Stevia rebaudiana is found in the wild in semiarid habitats ranging from grassland to mountain terrain, does produce seeds, but only a small percentage of the seeds germinate.

Stevia rebaudiana has been grown on an experimental basis in Ontario, Canada, since 1987 to determine the feasibility of commercial cultivation.

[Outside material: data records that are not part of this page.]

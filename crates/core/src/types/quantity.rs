//! Whole-number line quantity.

use core::fmt;

use serde::{Deserialize, Deserializer, Serialize};

/// Errors that can occur when constructing a [`Quantity`].
#[derive(thiserror::Error, Debug, Clone, Copy, PartialEq, Eq)]
pub enum QuantityError {
    /// The input is NaN or infinite.
    #[error("quantity is not a finite number")]
    NotFinite,
    /// The input is zero or negative, or truncates to zero.
    #[error("quantity must be at least 1")]
    NonPositive,
    /// The input does not fit in a `u64`.
    #[error("quantity must be at most {max}")]
    OutOfRange {
        /// Largest accepted quantity.
        max: u64,
    },
}

/// A positive integer quantity.
///
/// Fractional inputs are truncated toward zero rather than rejected, so
/// `2.7` becomes `2`. Inputs that truncate to `0` are rejected.
#[derive(Debug, Clone, Copy, PartialEq, Eq, Hash, PartialOrd, Ord, Serialize)]
#[serde(transparent)]
pub struct Quantity(u64);

impl Quantity {
    /// A quantity of one.
    pub const ONE: Self = Self(1);

    /// Create a quantity from a whole number.
    ///
    /// # Errors
    ///
    /// Returns [`QuantityError::NonPositive`] for `0`.
    pub const fn new(value: u64) -> Result<Self, QuantityError> {
        if value == 0 {
            return Err(QuantityError::NonPositive);
        }
        Ok(Self(value))
    }

    /// Create a quantity from a loosely-typed number, truncating fractions.
    ///
    /// # Errors
    ///
    /// Returns an error if the value is not finite, is `<= 0`, truncates to
    /// zero, or is `2^64` or larger.
    pub fn from_f64(value: f64) -> Result<Self, QuantityError> {
        if !value.is_finite() {
            return Err(QuantityError::NotFinite);
        }
        if value <= 0.0 {
            return Err(QuantityError::NonPositive);
        }

        // `u64::MAX as f64` rounds up to 2^64, the first unrepresentable value.
        #[allow(clippy::cast_precision_loss)]
        let limit = u64::MAX as f64;
        let whole = value.trunc();
        if whole >= limit {
            return Err(QuantityError::OutOfRange { max: u64::MAX });
        }

        #[allow(clippy::cast_possible_truncation, clippy::cast_sign_loss)]
        let whole = whole as u64;
        Self::new(whole)
    }

    /// The underlying count.
    #[must_use]
    pub const fn get(&self) -> u64 {
        self.0
    }

    /// Add two quantities, saturating at `u64::MAX`.
    #[must_use]
    pub const fn saturating_add(self, other: Self) -> Self {
        Self(self.0.saturating_add(other.0))
    }
}

impl fmt::Display for Quantity {
    fn fmt(&self, f: &mut fmt::Formatter<'_>) -> fmt::Result {
        write!(f, "{}", self.0)
    }
}

impl TryFrom<u64> for Quantity {
    type Error = QuantityError;

    fn try_from(value: u64) -> Result<Self, Self::Error> {
        Self::new(value)
    }
}

impl From<Quantity> for u64 {
    fn from(quantity: Quantity) -> Self {
        quantity.0
    }
}

impl<'de> Deserialize<'de> for Quantity {
    fn deserialize<D: Deserializer<'de>>(deserializer: D) -> Result<Self, D::Error> {
        let value = f64::deserialize(deserializer)?;
        Self::from_f64(value).map_err(serde::de::Error::custom)
    }
}

#[cfg(test)]
#[allow(clippy::unwrap_used)]
mod tests {
    use super::*;

    #[test]
    fn test_truncates_fractions() {
        assert_eq!(Quantity::from_f64(2.7).unwrap().get(), 2);
        assert_eq!(Quantity::from_f64(1.0).unwrap().get(), 1);
    }

    #[test]
    fn test_rejects_zero_after_truncation() {
        assert_eq!(Quantity::from_f64(0.5), Err(QuantityError::NonPositive));
    }

    #[test]
    fn test_rejects_non_positive() {
        assert_eq!(Quantity::from_f64(0.0), Err(QuantityError::NonPositive));
        assert_eq!(Quantity::from_f64(-3.0), Err(QuantityError::NonPositive));
        assert_eq!(Quantity::new(0), Err(QuantityError::NonPositive));
    }

    #[test]
    fn test_rejects_non_finite() {
        assert_eq!(Quantity::from_f64(f64::NAN), Err(QuantityError::NotFinite));
        assert_eq!(
            Quantity::from_f64(f64::INFINITY),
            Err(QuantityError::NotFinite)
        );
    }

    #[test]
    fn test_accepts_quantities_beyond_u32() {
        assert_eq!(
            Quantity::from_f64(5_000_000_000.0).unwrap().get(),
            5_000_000_000
        );
    }

    #[test]
    fn test_rejects_out_of_range() {
        assert!(matches!(
            Quantity::from_f64(1e20),
            Err(QuantityError::OutOfRange { .. })
        ));
        assert!(matches!(
            Quantity::from_f64(18_446_744_073_709_551_616.0),
            Err(QuantityError::OutOfRange { .. })
        ));
    }

    #[test]
    fn test_saturating_add() {
        let max = Quantity::new(u64::MAX).unwrap();
        assert_eq!(max.saturating_add(Quantity::ONE), max);
    }

    #[test]
    fn test_serde() {
        let q = Quantity::new(3).unwrap();
        assert_eq!(serde_json::to_string(&q).unwrap(), "3");
        let parsed: Quantity = serde_json::from_str("3.9").unwrap();
        assert_eq!(parsed, q);
        assert!(serde_json::from_str::<Quantity>("0").is_err());
    }
}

Duke University researchers developed a strategic plan to assist farmers and exporters in Paraguay to compete in the global market for stevia.

==Uses==
Stevia rebaudiana has been used for centuries by the Guaraní people of Brazil and Paraguay, who called it ka'a he'ẽ ("sweet herb"), to sweeten the local yerba mate tea, as medicine, and as a "sweet treat". Rural and indigenous populations in Paraguay also used the plant as a contraceptive.

In 1899, botanist Moisés Santiago Bertoni first described the plant as growing in eastern Paraguay, and observed its sweet taste.

When extracts of its leaves are processed into a powder, stevia is used as a sugar substitute in most of the developed world.

Based on the JECFA (Joint Expert Committee on Food Additives) declaration, safe consumption of steviol glycosides for humans is determined to be 4 mg/kg body weight per day. It was also agreed by the European Commission in 2011 for use in food in European countries. Steviol glycosides have also been accepted in the US as generally recognized as safe (GRAS).

Stevia leaf and raw extracts are not treated as GRAS and their import into the US is not allowed for use as sweeteners.